食堂のおばちゃん15
六人分の食事を並べ終わったところに、ちょうど残りの三人も戻ってきた。
先にいた三人と声を掛け合って挨拶している様子を、私は厨房の中で見ながら、私の仕事をする。
六人全員が席につけばリドルフィが促し、皆で食事の祈りをささげた後、にぎやかに食べ始めた。この後のことを相談しながらも、時々混ざる「あ、これ美味しい」などの言葉に私はちょっと満足する。あれこれ情報交換しつつ、六人それぞれにいい食べっぷりを発揮している様子は作る側からするととても嬉しい。
やがて、村人たちが食堂に食べに来始める少し前に、六人は食事を終えた。
「よし。そろそろ行くか」
村長の声に頷き、それぞれに立ち上がる。
「おばちゃん、ご馳走様!」
「美味しかったです」
「このジュース好き! 夜もリクエストできる?」
「あぁ、まだあるからね」
「……あ、私も!」
ジョイスやリリスが手分けして皿を返しに来てくれたので受け取って流しに置けば、洗うのはひとまず置いておいて、私も厨房を出た。
食べ終わった彼らは、装備を確認する。外していた剣や弓、鞄等を身に着けていく。
私は、彼らのために外への扉を開いてやった。
「とっとと見つけて、夜は酒盛りだな」
軽い調子で言うリドルフィに頷く。
「ちゃちゃっと見つけて、やれそうだったら倒してくるよ」
師に似た軽さで続けたのはジョイス。
他の面々も笑顔だ。
私は確認するようにリドルフィの顔をじっと見て、それから他の五人も確かめるように視線を向けて……一度目を閉じる。

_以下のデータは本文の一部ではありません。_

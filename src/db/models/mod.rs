// Sub-modules organized by functional domain
pub mod api;
pub mod space;

// API response structures
pub use api::*;

// Space models
pub use space::*;
mod alarm;
mod http;
mod support;
use std::panic::AssertUnwindSafe;

use axum::http::Method;
use futures::FutureExt;

use crate::{
    db::DbStore,
    error::{AppError, AppResult},
    middleware::cors::CorsPolicy,
    services::{
        context::{SpaceRequest, SpaceResponse},
        spaces_service::SpacesService,
    },
};

/// Routes a request to the Space operation for its method and finishes every
/// response with the CORS headers.
#[derive(Clone)]
pub struct SpacesDispatcher {
    store: DbStore,
    cors: CorsPolicy,
}

impl SpacesDispatcher {
    pub fn new(store: DbStore, cors: CorsPolicy) -> Self {
        Self { store, cors }
    }

    pub fn cors(&self) -> &CorsPolicy {
        &self.cors
    }

    /// Handles one request. Operation errors and panics become responses;
    /// the only error returned is a missing allowed origin.
    pub async fn dispatch(&self, req: &SpaceRequest) -> AppResult<SpaceResponse> {
        // Nothing may reach the store when the response cannot be completed
        self.cors.require_origin()?;

        let outcome = AssertUnwindSafe(self.route(req)).catch_unwind().await;

        let mut response = match outcome {
            Ok(Ok(response)) => response,
            Ok(Err(err)) => err.into_space_response(),
            Err(_) => {
                AppError::internal(format!("{} handler panicked", req.method)).into_space_response()
            }
        };

        self.cors.add_cors_headers(&mut response, Some(req))?;
        Ok(response)
    }

    async fn route(&self, req: &SpaceRequest) -> AppResult<SpaceResponse> {
        let store = self.store.as_ref();
        match req.method {
            Method::GET => SpacesService::read(req, store).await,
            Method::POST => SpacesService::create(req, store).await,
            Method::PUT => SpacesService::update(req, store).await,
            Method::DELETE => SpacesService::delete(req, store).await,
            ref other => Err(AppError::MethodNotAllowed {
                method: other.to_string(),
            }),
        }
    }
}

なんとなく指先をぱっぱっと払うようにしてから、姿勢を正すと唇を開いた。
「正しき者たちに光の加護を。戦いに臨む者たちに良き風が吹きますように――……」
韻をふむ。
古い言葉の呪文を謡うように唱える。
ふわり、と。目に見えない何かが私と彼らを包んだ。
鈍い者なら気づかないかもしれないような、そんな細やかな違い。
言ってみれば。
ほんの僅かにだけ空気が澄んだような、
ほんの僅かにだけ清々しい香りに包まれたような、
そんな、気配。
「……わぁ」
私の祈りを初めて受けたシェリーが思わず声をあげていた。
魔法使い故にその辺の感覚が鋭いのだろう。目をキラキラさせている。
リリスも何かを感じたのかキョロキョロと周りを見回している。
すでに何度も受けたことのある男性陣は静かに祈りを受けていた。
リドルフィに至っては私の隣で訳知り顔で、うんうんと頷いている。
あなたが掛けたわけじゃないでしょうに。……なんとなくツッコミを入れなければならないような気分になって脇腹を遠慮なく小突いておいた。
「……油断しないで。気を付けて」
さして強く小突いたわけでもないのに大袈裟に痛がってみせてる壮年マッチョは放っておいて、他の五人に言えば、ごく真面目な表情で頷きや、行ってきます、などの言葉が返ってきた。
「夕飯を作って待ってるからね。全員無事に帰っておいで」
森の方へと向かう五人を見送り、まだその場に残っていた男に視線を上げる。
何か言い忘れでもあるのだろうかと、その視線で問えば、緩く首を横に振られた。
「行ってくる」
「はい。いってらっしゃい」
私の肩を軽く叩いてから男が歩き出す。
その大きな背中を眺め、彼との付き合いももう四十年近いのかと改めて思う。
「お互い、遠くまできてしまったものだね」
ぽつりと呟いた。
呪文関連はどこまで文言を作るか毎度悩みます。
いっそ厨二チックに長いのを作っても楽しそうなのですが…… 多分、グレンダさん唱えたがらない気がするのよね(汗)
亀の甲より年の劫。長い呪文も適当に簡略化して、下手すると何食わぬ顔で無詠唱とかやらかしそうなそんなおばちゃんです。